ROANOKE TIMES

                         Roanoke Times
                 Copyright (c) 1995, Landmark Communications, Inc.

DATE: SUNDAY, September 10, 1995                   TAG: 9509110022
SECTION: CURRENT                    PAGE: NRV-2   EDITION: NEW RIVER VALLEY 
SOURCE: STEVE KARK
DATELINE:                                 LENGTH: Medium


COOL AIR MEANS SEASON OF STARS IS ON ITS WAY|

Cool Canadian air blew into Rye Hollow over the Labor Day weekend and broke our lingering hot spell as abruptly as a clap of thunder on a sunny day.

As much as I enjoy summer, it couldn't have happened soon enough to suit me. It's been hotter'n a $2 pistol out this way.

The same weather pattern that kept those pesky hurricanes at bay, spinning like bumper cars in the Atlantic, also kept our skies clear and our days hot and humid. The woods were dry as tinder and the neighbor's cows lay in the shade, too hot to graze or chew cud. Even Koko, our dog, who generally enjoys an afternoon romp, sprawled across the deck, too pooped to participate.

Still, despite the relief that comes with cooler weather, I have a bittersweet response to each year's first taste of fall.

Unlike some of my neighbors who have livelihoods that depend on the weather, I have the liberty of changing my mind about it whenever I choose. I don't have a crop to get in or livestock to fatten, so I complain about the weather only so much as it interferes with my mood. Too much sun, I whine about it being too hot; too much rain, I yearn for the sun's return. This way and that, like a squeaky, old barn door.

The thing is, there's both good and bad in any season. The end of summer means we're getting closer to when we start closing up the house and retreating to the comfort of the wood stove.
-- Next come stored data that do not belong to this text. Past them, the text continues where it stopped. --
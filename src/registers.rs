//! Register map, NVM layout constants and unit conversions for the STUSB4500.
//! Register values follow ST's NVM programming guide; field encodings follow the
//! sink PDO layout in sectors 3 and 4.

/// Default 7-bit I2C address (ADDR0/ADDR1 straps tied low).
pub const DEFAULT_I2C_ADDRESS: u8 = 0x28;

/// Register addresses used by the NVM flasher.
pub mod addr {
    /// Shared read/write buffer, 8 bytes wide (one sector).
    pub const RW_BUFFER: u8 = 0x53;
    /// Customer password register; must hold [`NVM_PASSWORD`](super::NVM_PASSWORD) to unlock.
    pub const FTP_CUST_PASSWORD: u8 = 0x95;
    /// Control 0: power, reset, request and sector index.
    pub const FTP_CTRL_0: u8 = 0x96;
    /// Control 1: erase-sector mask and opcode.
    pub const FTP_CTRL_1: u8 = 0x97;
}

/// Value unlocking the customer NVM area.
pub const NVM_PASSWORD: u8 = 0x47;

pub const SECTOR_COUNT: usize = 5;
pub const SECTOR_SIZE: usize = 8;
pub const NVM_SIZE: usize = SECTOR_COUNT * SECTOR_SIZE;

/// FTP_CTRL_0 bits 2-0: sector index.
pub const CTRL0_SECT_MASK: u8 = 0x07;
/// FTP_CTRL_1 bits 7-3: erase-sector mask.
pub const CTRL1_SER_MASK: u8 = 0xF8;
/// FTP_CTRL_1 bits 2-0: opcode.
pub const CTRL1_OPCODE_MASK: u8 = 0x07;

bitflags::bitflags! {
    /// FTP_CTRL_0 register bits (0x96).
    #[derive(Clone, Copy, Debug, Eq, PartialEq)]
    pub struct Ctrl0Bits: u8 {
        /// Bit 7: NVM power.
        const PWR   = 0x80;
        /// Bit 6: NVM controller out of reset (active low reset).
        const RST_N = 0x40;
        /// Bit 4: Request; set to latch the opcode, cleared by hardware when done.
        const REQ   = 0x10;
    }

    /// Sector flags for the FTP_CTRL_1 erase mask (before shifting into bits 7-3).
    #[derive(Clone, Copy, Debug, Eq, PartialEq)]
    pub struct SectorMask: u8 {
        const SECTOR_0 = 0x01;
        const SECTOR_1 = 0x02;
        const SECTOR_2 = 0x04;
        const SECTOR_3 = 0x08;
        const SECTOR_4 = 0x10;
    }
}

/// FTP_CUST_OPCODE field values (FTP_CTRL_1 bits 2-0).
#[cfg_attr(feature = "defmt", derive(defmt::Format))]
#[derive(Clone, Copy, Debug, Eq, PartialEq)]
#[repr(u8)]
pub enum Opcode {
    /// Read memory array.
    Read = 0x00,
    /// Shift data into the Program Load register.
    WritePl = 0x01,
    /// Shift data into the Sector Erase register.
    WriteSer = 0x02,
    /// Shift data out of the Program Load register.
    ReadPl = 0x03,
    /// Shift data out of the Sector Erase register.
    ReadSer = 0x04,
    /// Erase memory array.
    EraseSector = 0x05,
    /// Program one 64-bit word into the array.
    ProgSector = 0x06,
    /// Soft-program the array.
    SoftProgSector = 0x07,
}

/// FTP_CTRL_1 value selecting `opcode` with the given erase mask.
pub fn ctrl1_value(opcode: Opcode, erase: SectorMask) -> u8 {
    ((erase.bits() << 3) & CTRL1_SER_MASK) | (opcode as u8 & CTRL1_OPCODE_MASK)
}

/// FTP_CTRL_0 value that powers the controller and latches the pending opcode for `sector`.
pub fn ctrl0_load(sector: u8) -> u8 {
    (sector & CTRL0_SECT_MASK) | (Ctrl0Bits::PWR | Ctrl0Bits::RST_N | Ctrl0Bits::REQ).bits()
}

/// NVM content shipped from the factory.
pub const FACTORY_DEFAULTS: [u8; NVM_SIZE] = [
    0x00, 0x00, 0xB0, 0xAA, 0x00, 0x45, 0x00, 0x00, // sector 0
    0x10, 0x40, 0x9C, 0x1C, 0xFF, 0x01, 0x3C, 0xDF, // sector 1
    0x02, 0x40, 0x0F, 0x00, 0x32, 0x00, 0xFC, 0xF1, // sector 2
    0x00, 0x19, 0x56, 0xAF, 0xF5, 0x35, 0x5F, 0x00, // sector 3
    0x00, 0x4B, 0x90, 0x21, 0x43, 0x00, 0x40, 0xFB, // sector 4
];

/// PDO1 is always a fixed 5 V request.
pub const PDO1_VOLTAGE_MV: u16 = 5_000;
pub const VOLTAGE_MIN_MV: u16 = 5_000;
pub const VOLTAGE_MAX_MV: u16 = 20_000;
/// PDO2 voltage: 8-bit field, 200 mV LSB.
pub const PDO2_VOLTAGE_LSB_MV: u16 = 200;
/// PDO3 voltage: 10-bit field, 50 mV LSB.
pub const PDO3_VOLTAGE_LSB_MV: u16 = 50;
pub const PDO3_VOLTAGE_CODE_MAX: u16 = 0x3FF;

pub const CURRENT_MAX_MA: u16 = 5_000;
/// Flex current: 10-bit field, 10 mA LSB.
pub const FLEX_CURRENT_LSB_MA: u16 = 10;
/// Voltage limit nibbles are stored as (percent - 5).
pub const VOLTAGE_LIMIT_OFFSET_PCT: u8 = 5;

/// Convert PDO2 voltage (mV) to its 8-bit code. Clamps to 5-20 V.
pub fn pdo2_voltage_mv_to_code(mv: u16) -> u8 {
    let mv = mv.clamp(VOLTAGE_MIN_MV, VOLTAGE_MAX_MV);
    ((mv + PDO2_VOLTAGE_LSB_MV / 2) / PDO2_VOLTAGE_LSB_MV) as u8
}

pub fn code_to_pdo2_voltage_mv(code: u8) -> u16 {
    code as u16 * PDO2_VOLTAGE_LSB_MV
}

/// Convert PDO3 voltage (mV) to its 10-bit code. Clamps to 5-20 V.
pub fn pdo3_voltage_mv_to_code(mv: u16) -> u16 {
    let mv = mv.clamp(VOLTAGE_MIN_MV, VOLTAGE_MAX_MV);
    ((mv + PDO3_VOLTAGE_LSB_MV / 2) / PDO3_VOLTAGE_LSB_MV).min(PDO3_VOLTAGE_CODE_MAX)
}

pub fn code_to_pdo3_voltage_mv(code: u16) -> u16 {
    (code & PDO3_VOLTAGE_CODE_MAX) * PDO3_VOLTAGE_LSB_MV
}

/// Decode a 4-bit current nibble: 0.25 A steps up to 3 A, then 0.5 A steps up to 5 A.
pub fn code_to_current_ma(code: u8) -> u16 {
    match code & 0x0F {
        0 => 0,
        c @ 1..=10 => c as u16 * 250 + 250,
        c => c as u16 * 500 - 2_500,
    }
}

/// Quantize a current request to the nearest nibble. Clamps to 5 A; below 0.5 A maps to 0.
pub fn current_ma_to_code(ma: u16) -> u8 {
    let ma = ma.min(CURRENT_MAX_MA);
    if ma < 500 {
        0
    } else if ma <= 3_000 {
        // round(4 * A - 1)
        ((ma - 250 + 125) / 250) as u8
    } else {
        // round(2 * A + 5)
        ((2 * ma as u32 + 5_000 + 500) / 1_000) as u8
    }
}

/// Decode a voltage limit nibble into percent.
pub fn code_to_limit_pct(code: u8) -> u8 {
    (code & 0x0F) + VOLTAGE_LIMIT_OFFSET_PCT
}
In the summer months, our house doubles in size as we spread out onto the decks and into the yard. In the fall, as the days get shorter and cooler, we spend more time inside and the house shrinks.

We'll see the end of those evenings we spent out on the back deck watching bats as they snatched bugs on the wing. Though the katydids still call from the trees at night, it'll soon be too cold to listen to them through the bedroom window, which we'll close as the mercury drops.

Worst of all, the end of summer generally means the end of most folks' vacation time. For us this means no travel, our favorite way of spending a week or two each summer. Fall becomes winter; the comforts of home and hearth yield to cabin fever soon enough.

On the other side of the coin, though, there are those things about the fall that I wouldn't trade for a whole month of summer days. First, there's the smell of the season, that rich, earthy smell that comes with fallen leaves and wet ground. There's the smell of walnut husks, too - as my wife recently pointed out to me - and of woodsmoke, apples and apple butter

And more than this, in the evenings the cooler weather replaces summer's haze with crystal clear skies, so that we see the Milky Way more clearly defined than at any other time of the year. It's hard not to feel part of something larger than yourself as you gaze upward at all those stars.

I like to follow that milky path across the sky until I spot the squashed "W" of the constellation Cassiopeia above the northern horizon, and, using it as a pointer, locate the faint glow of Andromeda to the east.

This galaxy, the most remote object visible to the naked eye, is 13 million trillion miles away, a distance which should be impressive enough to briefly diminish anyone's urge to travel and to squash even the worst case of cabin fever.

This sort of thrill, however, has its limits. The time soon comes when it gets too cold to stand outside and look up at the stars. That's when I start to think about summer again.

Oh, well. Nothing's perfect.

Steve Kark is an instructor at Virginia Tech and a correspondent for The Roanoke Times' New River Valley bureau. He writes from his home in scenic Rye Hollow, in a remote part of Giles County south of Pearisburg.